Moofe has just gone live with its extensive library of background images, shot around the world and aimed initially at the car market. Some 30,000 are standard backplate images, but more than 1000 others are 360° high dynamic range (HDR) versions. Customers can download their chosen HDRI image, rotate it 360° and position it at any angle using 3D software.
“Moofe isn’t just a picture library, it’s an asset resource for 3D production,” explains Lyttle. “We ran the beta version for two years before launching, and we hope to double the number of HDRI backgrounds in the next three months.”
Moofe’s client list includes Renault, Toyota, Audi, Ford, BMW and Volvo, who according to Lyttle, all source their background content externally before doing their post-production in house. “Our photographers have to capture the same location from a number of angles using the Moofe cube [a device that helps capture positioning data] for scaling purposes and camera extraction for the CGI artists,” says Lyttle. “They’re briefed to shoot in this way, with a particular lens, to cover target-rich environments that make good car backgrounds. In post, we create the HDRI and make it clean and colour balanced, so the customer doesn’t have to do any of that.”

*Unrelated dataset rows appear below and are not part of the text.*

//! Vertex types for 2D rendering

use bytemuck::{Pod, Zeroable};

/// Simple 2D vertex with position (screen pixels) and color
#[repr(C)]
#[derive(Copy, Clone, Debug, PartialEq, Pod, Zeroable)]
pub struct Vertex {
    pub position: [f32; 2],
    pub color: [f32; 4],
}

impl Vertex {
    pub const fn new(x: f32, y: f32, color: [f32; 4]) -> Self {
        Self {
            position: [x, y],
            color,
        }
    }

    /// Bytes per vertex in an uploaded buffer
    pub const STRIDE: usize = std::mem::size_of::<Vertex>();
}

/// Colors for game elements
pub mod colors {
    pub const SKY_DAY: [f32; 4] = [0.8, 0.9, 1.0, 1.0];
    pub const SKY_NIGHT: [f32; 4] = [0.08, 0.09, 0.18, 1.0];
    pub const SUN: [f32; 4] = [1.0, 0.9, 0.31, 1.0];
    pub const SUN_CORE: [f32; 4] = [1.0, 1.0, 0.7, 1.0];
    pub const MOON: [f32; 4] = [0.86, 0.86, 1.0, 1.0];
    pub const MOON_SHADOW: [f32; 4] = [0.16, 0.16, 0.31, 1.0];
    pub const ROAD: [f32; 4] = [0.3, 0.3, 0.3, 1.0];
    pub const ROAD_SEAM: [f32; 4] = [0.22, 0.22, 0.22, 1.0];
    pub const ROAD_SHADOW: [f32; 4] = [0.0, 0.0, 0.0, 0.16];
    pub const STONE: [f32; 4] = [0.5, 0.5, 0.5, 1.0];
    pub const PLAYER: [f32; 4] = [1.0, 0.8, 0.2, 1.0];
    pub const GAME_OVER_TINT: [f32; 4] = [0.07, 0.07, 0.07, 0.6];
}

“We want to give buyers – automotive manufacturers, agencies, post-production houses – full creative control,” adds Eoin O’Connor, Moofe’s CEO and business brain. “By taking our model close to the commission route and giving our buyers as many choices as possible, we ensure they have more freedom.”
And while the automotive industry provides the majority of Moofe’s business so far, CGI is already cutting swathes into product photography. “Last year our biggest clients were a tyre manufacturer and a pharmaceutical company,” says O’Connor. Get ready for the next revolution in digital photography.